The same principles and actions apply to any moving fluid. On earth, that means only two—- water and wind. I suppose ice ought to qualify, but there is little information on scallop formation by ice, so this leaves wind for consideration.
All images in this essay are wind-polished flint or chert from the Namib Desert of Africa
Wind erosion is most important in arid zones because the cohesion that water provides between sand grains is mostly absent, so that wind can loft and transport soil particles, piling them into dunes or sand plains. But given the right conditions, wind-blown sand can create scalloped features just like water, but on a smaller scale. The Namib Desert in southwestern Africa provides just such conditions. Here, the southwestern to southeastern winds have been moving sand northward from the mouth of the Orange River for about 50 million years, creating one of the largest sand seas on earth. The dunes have blocked several streams that once flowed off the interior plateau to the sea, so that when the rare rains bring these streams to life, the water ponds on the landward edge of the dune seas. But about 1000 km north of the Orange River, floods on the Kuiseb River sweep its bed clear of dune sand that has drifted into the bed in between floods. As long as the river flows every few years, as it has for a very very long time, the dunes cannot cross the river, and the 50-mile-wide plain north of the river remains dune free, a flat, glaring white gravel plain that contrasts with the deep red dunes to the south.

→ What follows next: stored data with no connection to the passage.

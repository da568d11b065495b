//! Configuration errors.

use std::path::PathBuf;

use thiserror::Error;

use crate::config::validation::ValidationError;

/// Errors raised while declaring, loading, merging or validating configuration.
#[derive(Debug, Error)]
pub enum ConfigError {
    /// Malformed `configuration_properties` prefix.
    #[error("invalid property prefix `{prefix}`: {reason}")]
    InvalidPropertyPrefix { prefix: String, reason: &'static str },

    #[error("profile name must not be empty")]
    EmptyProfileName,

    /// Two enabled blocks both declare a server.
    #[error("ambiguous server configuration: declared by `{first}` and by `{second}`")]
    AmbiguousServerConfig { first: String, second: String },

    #[error("failed to read {}: {source}", .path.display())]
    Io {
        path: PathBuf,
        #[source]
        source: std::io::Error,
    },

    #[error("failed to parse {}: {source}", .path.display())]
    Parse {
        path: PathBuf,
        #[source]
        source: toml::de::Error,
    },

    #[error("validation failed: {}", join(.0))]
    Validation(Vec<ValidationError>),
}

fn join(errors: &[ValidationError]) -> String {
    errors
        .iter()
        .map(ToString::to_string)
        .collect::<Vec<_>>()
        .join(", ")
}
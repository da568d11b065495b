//! Blog demo built on webwire.
//!
//! # Architecture Overview
//!
//! ```text
//!     application(Reactive)
//!       ├── logging, properties (code < --config file < environment)
//!       ├── configuration_properties::<City>("city")
//!       ├── enable(data)  → UserRepository, ArticleRepository, seed listener
//!       └── enable(web)   → HtmlHandler, ArticleHandler, server { }, web_client { }
//!
//!     Client ──▶ trace ──▶ request id ──▶ cors ──▶ timeout ──▶ body limit
//!            ──▶ Basic auth ──▶ route table ──▶ handler
//! ```
//!
//! Run with `--profiles test` to listen on 8181 instead of 8080.

mod blog;

use std::net::SocketAddr;
use std::path::PathBuf;

use clap::Parser;

#[derive(Parser)]
#[command(name = "webwire")]
#[command(about = "Blog sample application", long_about = None)]
struct Cli {
    /// Active profiles, comma or space separated
    #[arg(short, long, default_value = "")]
    profiles: String,

    /// TOML property file layered over the built-in defaults
    #[arg(short, long)]
    config: Option<PathBuf>,

    /// Expose Prometheus metrics on this address
    #[arg(long)]
    metrics: Option<SocketAddr>,
}

#[tokio::main]
async fn main() -> Result<(), Box<dyn std::error::Error>> {
    let cli = Cli::parse();

    let app = blog::blog_application(cli.config, cli.metrics)?;
    let running = app.run(&cli.profiles).await?;
    if let Some(addr) = running.local_addr() {
        tracing::info!(address = %addr, "Blog ready");
    }

    running.wait().await?;
    tracing::info!("Blog stopped");
    Ok(())
}
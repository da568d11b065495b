//! Configuration validation.
//!
//! # Responsibilities
//! - Semantic validation of the merged server block (serde and the DSL
//!   handle syntax)
//! - Validate value ranges (timeouts > 0, body limit > 0)
//! - Detect conflicting entries (duplicate codecs)
//!
//! # Design Decisions
//! - Returns all validation errors, not just first
//! - Validation is pure function: ServerConfig → Result<(), Vec<ValidationError>>
//! - Runs before any bean is constructed

use std::fmt;

use crate::config::server::ServerConfig;

/// A single semantic problem in the configuration.
#[derive(Debug, Clone, PartialEq, Eq)]
pub struct ValidationError {
    pub field: String,
    pub message: String,
}

impl ValidationError {
    pub fn new(field: impl Into<String>, message: impl Into<String>) -> Self {
        Self {
            field: field.into(),
            message: message.into(),
        }
    }
}

impl fmt::Display for ValidationError {
    fn fmt(&self, f: &mut fmt::Formatter<'_>) -> fmt::Result {
        write!(f, "{}: {}", self.field, self.message)
    }
}

/// Validate a server block.
pub fn validate_server(config: &ServerConfig) -> Result<(), Vec<ValidationError>> {
    let mut errors = Vec::new();

    for (i, rule) in config.cors.iter().enumerate() {
        if rule.origin.trim().is_empty() {
            errors.push(ValidationError::new(format!("cors[{i}].origin"), "must not be empty"));
        }
        if rule.allowed_methods.iter().any(|m| axum::http::Method::from_bytes(m.as_bytes()).is_err()) {
            errors.push(ValidationError::new(
                format!("cors[{i}].allowed_methods"),
                "contains an invalid HTTP method",
            ));
        }
    }

    for (i, codec) in config.codecs.iter().enumerate() {
        if config.codecs[..i].contains(codec) {
            errors.push(ValidationError::new(
                "codecs",
                format!("{codec:?} codec registered more than once"),
            ));
        }
    }

    if config.request_timeout_secs == 0 {
        errors.push(ValidationError::new("request_timeout_secs", "must be greater than 0"));
    }

    if config.max_body_size == 0 {
        errors.push(ValidationError::new("max_body_size", "must be greater than 0"));
    }

    if let Some(template) = &config.template {
        if template.prefix.is_empty() {
            errors.push(ValidationError::new("template.prefix", "must not be empty"));
        }
        if template.suffix.is_empty() {
            errors.push(ValidationError::new("template.suffix", "must not be empty"));
        }
    }

    if errors.is_empty() {
        Ok(())
    } else {
        Err(errors)
    }
}

#[cfg(test)]
mod tests {
    use super::*;
    use crate::config::schema::{CodecKind, CorsRule};

    #[test]
    fn test_default_server_is_valid() {
        assert!(validate_server(&ServerConfig::default()).is_ok());
    }

    #[test]
    fn test_reports_all_errors() {
        let mut config = ServerConfig::default();
        config.cors.push(CorsRule::new(""));
        config.codecs = vec![CodecKind::Json, CodecKind::String, CodecKind::Json];
        config.request_timeout_secs = 0;
        config.max_body_size = 0;

        let errors = validate_server(&config).unwrap_err();
        let fields: Vec<&str> = errors.iter().map(|e| e.field.as_str()).collect();
        assert_eq!(
            fields,
            vec!["cors[0].origin", "codecs", "request_timeout_secs", "max_body_size"]
        );
    }
}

In these plains and in the inter-dune plains of the of the Namibian sand sea, all objects are subjected almost daily to sand-laden winds that pummel all exposed surfaces. These plains are littered with flint and chert pebbles that lie on the surface for perhaps centuries, until flipped by a passing oryx antelope. When the wind blows over these homogeneous surfaces, it forms laminar boundary layers, and just as with water, small irregularities in the surface cause these laminar layers to lift off, exposing the surface to the turbulent battering and chipping by the hurtling sand grains. As in streams, the elongated scallops have a steeper slope on the upstream than the downstream slope and are longer when wind velocity is higher. The much lower viscosity of air assures that the turbulent eddies are shorter than in water, creating scallops on a much smaller scale, shorter and more finely structured. In addition, wind shifts direction more easily than water in a stream, making wind-abraded scalloping less directional.
Humans have applied the abrasive properties of wind-blown sand to abrade everything from paint to glass to metal through the process of sandblasting. By taking advantage of differences in hardness and exposure, it is even possible to create three dimensional sculptures. In the Namib Desert, sandblasting has a history of millions of years. We should not be surprised to find occasional pieces of 3D art created by centuries of wind.